## Task to carry out
Your task is to write out exactly the lines of the listing below, from the first down to the line that holds "pub enum OutItem".

## Provided data
· · · ·

use std::fmt;

use crate::{FieldRef, LangifError, Result, TaggedRef};

#[derive(Debug, Copy, Clone, PartialEq, Eq)]
pub enum ItemKind {
    Field,
    Tag,
}

/// Entry of a record travelling between boxes.
#[derive(Debug, Copy, Clone, PartialEq, Eq)]
pub enum Item {
    Field(FieldRef),
    Tag(i64),
}

/// Entry handed to `out`, fields may still carry transport tags.
#[derive(Debug, Copy, Clone, PartialEq, Eq)]
pub enum OutItem {
    Field(TaggedRef),
    Tag(i64),
}

#[derive(Debug, Clone, PartialEq, Eq, Default)]
pub struct Record {
    pub variant: u32,
    pub items: Vec<Item>,
}

#[derive(Debug, Copy, Clone, PartialEq, Eq)]
pub enum BindEntry {
    Field,
    /// a field the box wants to mutate, shared inputs are copied first
    Claim,
    Tag,
}

#[derive(Debug, Clone, PartialEq, Eq, Default)]
pub struct Pattern {
    entries: Vec<BindEntry>,
}

#[derive(Debug, Copy, Clone, PartialEq, Eq)]
pub enum Binding {
    Field(FieldRef),
    Tag(i64),
}

/// Shape of a record emitted through `outv`.
#[derive(Debug, Clone, PartialEq, Eq, Default)]
pub struct OutFormat {
    pub variant: u32,
    pub kinds: Vec<ItemKind>,
}

impl fmt::Display for ItemKind {
    fn fmt(&self, f: &mut fmt::Formatter<'_>) -> fmt::Result {
        match self {
            ItemKind::Field => f.write_str("field"),
            ItemKind::Tag => f.write_str("tag"),
        }
    }
}

impl Item {
    pub fn kind(self) -> ItemKind {
        match self {
            Item::Field(_) => ItemKind::Field,
            Item::Tag(_) => ItemKind::Tag,
        }
    }
}

impl OutItem {
    pub fn kind(self) -> ItemKind {
        match self {
            OutItem::Field(_) => ItemKind::Field,
            OutItem::Tag(_) => ItemKind::Tag,
        }
    }
}

impl From<FieldRef> for OutItem {
    fn from(value: FieldRef) -> Self {
        OutItem::Field(value.into())
    }
}

impl From<TaggedRef> for OutItem {
    fn from(value: TaggedRef) -> Self {
        OutItem::Field(value)
    }
}

impl Record {
    pub fn new(variant: u32, items: Vec<Item>) -> Self {
        Self { variant, items }
    }

    pub fn empty() -> Self {
        Self::default()
    }

    pub fn field_refs(&self) -> impl Iterator<Item = FieldRef> + '_ {
        self.items.iter().filter_map(|item| match item {
            Item::Field(r) => Some(*r),
            Item::Tag(_) => None,
        })
    }
}

impl BindEntry {
    pub fn kind(self) -> ItemKind {
        match self {
            BindEntry::Field | BindEntry::Claim => ItemKind::Field,
            BindEntry::Tag => ItemKind::Tag,
        }
    }
}

impl Pattern {
    pub fn new(entries: impl Into<Vec<BindEntry>>) -> Self {
        Self {
            entries: entries.into(),
        }
    }

    pub fn entries(&self) -> &[BindEntry] {
        &self.entries
    }

    pub fn check(&self, items: &[Item]) -> Result<()> {
        check_kinds(
            self.entries.iter().map(|entry| entry.kind()),
            self.entries.len(),
            items.iter().map(|item| item.kind()),
            items.len(),
        )
    }
}

impl Binding {
    pub fn field(self) -> Option<FieldRef> {
        match self {
            Binding::Field(r) => Some(r),
            Binding::Tag(_) => None,
        }
    }

    pub fn tag(self) -> Option<i64> {
        match self {
            Binding::Tag(value) => Some(value),
            Binding::Field(_) => None,
        }
    }
}

impl OutFormat {
    pub fn new(variant: u32, kinds: impl Into<Vec<ItemKind>>) -> Self {
        Self {
            variant,
            kinds: kinds.into(),
        }
    }

    pub fn check(&self, items: &[OutItem]) -> Result<()> {
        check_kinds(
            self.kinds.iter().copied(),
            self.kinds.len(),
            items.iter().map(|item| item.kind()),
            items.len(),
        )
    }
}

fn check_kinds(
    expected: impl Iterator<Item = ItemKind>,
    expected_len: usize,
    found: impl Iterator<Item = ItemKind>,
    found_len: usize,
) -> Result<()> {
    if expected_len != found_len {
        return Err(LangifError::ArityMismatch {
            expected: expected_len,
            found: found_len,
        });
    }
    for (index, (expected, found)) in expected.zip(found).enumerate() {
        if expected != found {
            return Err(LangifError::PatternMismatch { index, expected });
        }
    }
    Ok(())
}

#[cfg(test)]
mod tests {
    use super::*;

    #[test]
    fn pattern_matches_positionally() {
        let r = FieldRef::from_parts(1, 1);
        let items = [Item::Field(r), Item::Tag(3)];

        assert!(Pattern::new([BindEntry::Claim, BindEntry::Tag]).check(&items).is_ok());
        assert_eq!(
            Pattern::new([BindEntry::Tag, BindEntry::Tag]).check(&items),
            Err(LangifError::PatternMismatch {
                index: 0,
                expected: ItemKind::Tag,
            })
        );
        assert_eq!(
            Pattern::new([BindEntry::Field]).check(&items),
            Err(LangifError::ArityMismatch {
                expected: 1,
                found: 2,
            })
        );
    }

    #[test]
    fn out_format_checks_tagged_items() {
        let r = FieldRef::from_parts(2, 1);
        let format = OutFormat::new(4, [ItemKind::Field, ItemKind::Tag]);
        assert!(format.check(&[crate::encode_demit(r).into(), OutItem::Tag(1)]).is_ok());
        assert_eq!(
            format.check(&[OutItem::Tag(1), r.into()]),
            Err(LangifError::PatternMismatch {
                index: 0,
                expected: ItemKind::Field,
            })
        );
    }

    #[test]
    fn records_list_their_fields() {
        let a = FieldRef::from_parts(1, 1);
        let b = FieldRef::from_parts(2, 1);
        let record = Record::new(0, vec![Item::Field(a), Item::Tag(9), Item::Field(b)]);
        assert_eq!(record.field_refs().collect::<Vec<_>>(), vec![a, b]);
        assert!(Record::empty().field_refs().next().is_none());
    }
}
use std::{
    alloc::{self, Layout},
    ptr::NonNull,
};

/// Granule of runtime owned buffers, capacities are rounded up to it.
pub const EMA_ALIGN: usize = 16;

pub trait Allocator: Send + Sync {
    /// Zeroed memory for a non zero sized `layout`, `None` when exhausted.
    fn allocate(&self, layout: Layout) -> Option<NonNull<u8>>;

    /// # Safety
    /// `ptr` must come from `allocate` on this allocator with the same layout.
    unsafe fn deallocate(&self, ptr: NonNull<u8>, layout: Layout);
}

#[derive(Debug, Default, Clone, Copy)]
pub struct RustAllocator;

impl Allocator for RustAllocator {
    fn allocate(&self, layout: Layout) -> Option<NonNull<u8>> {
        debug_assert!(layout.size() > 0, "zero sized allocations are not routed here");
        // SAFETY: non zero size by contract
        NonNull::new(unsafe { alloc::alloc_zeroed(layout) })
    }

    unsafe fn deallocate(&self, ptr: NonNull<u8>, layout: Layout) {
        // SAFETY: by contract
        unsafe { alloc::dealloc(ptr.as_ptr(), layout) };
    }
}

/// Runtime owned payload storage.
/// Not freed on drop, the store gives it back to the allocator it came from.
#[derive(Debug)]
pub struct EmaBuffer {
    ptr: NonNull<u8>,
    capacity: usize,
}

// SAFETY: the buffer is uniquely owned by its record, access goes through the record lock
unsafe impl Send for EmaBuffer {}
// SAFETY: see above
unsafe impl Sync for EmaBuffer {}

pub fn round_capacity(size: usize) -> Option<usize> {
    size.checked_next_multiple_of(EMA_ALIGN)
}

impl EmaBuffer {
    pub fn empty() -> Self {
        Self {
            ptr: NonNull::dangling(),
            capacity: 0,
        }
    }

    /// Exactly `capacity` bytes, zeroed.
    pub fn allocate(allocator: &dyn Allocator, capacity: usize) -> Option<Self> {
        if capacity == 0 {
            return Some(Self::empty());
        }
        let layout = Self::layout(capacity)?;
        let ptr = allocator.allocate(layout)?;
        Some(Self { ptr, capacity })
    }

    /// # Safety
    /// `allocator` must be the one that produced this buffer.
    pub unsafe fn free(self, allocator: &dyn Allocator) {
        if self.capacity == 0 {
            return;
        }
        let Some(layout) = Self::layout(self.capacity) else {
            return;
        };
        // SAFETY: same allocator and layout by contract
        unsafe { allocator.deallocate(self.ptr, layout) };
    }

    #[inline]
    pub fn capacity(&self) -> usize {
        self.capacity
    }

    #[inline]
    pub fn as_ptr(&self) -> *mut u8 {
        self.ptr.as_ptr()
    }

    #[inline]
    pub fn as_nonnull(&self) -> NonNull<u8> {
        self.ptr
    }

    /// Zero `range` of the buffer.
    pub fn zero(&mut self, start: usize, end: usize) {
        debug_assert!(start <= end && end <= self.capacity);
        if start == end {
            return;
        }
        // SAFETY: range is inside the allocation
        unsafe { self.ptr.as_ptr().add(start).write_bytes(0, end - start) };
    }

    fn layout(capacity: usize) -> Option<Layout> {
        Layout::from_size_align(capacity, EMA_ALIGN).ok()
    }
}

· · · ·

## Final answer
use std::fmt;

use crate::{FieldRef, LangifError, Result, TaggedRef};

#[derive(Debug, Copy, Clone, PartialEq, Eq)]
pub enum ItemKind {
    Field,
    Tag,
}

/// Entry of a record travelling between boxes.
#[derive(Debug, Copy, Clone, PartialEq, Eq)]
pub enum Item {
    Field(FieldRef),
    Tag(i64),
}

/// Entry handed to `out`, fields may still carry transport tags.
#[derive(Debug, Copy, Clone, PartialEq, Eq)]
pub enum OutItem {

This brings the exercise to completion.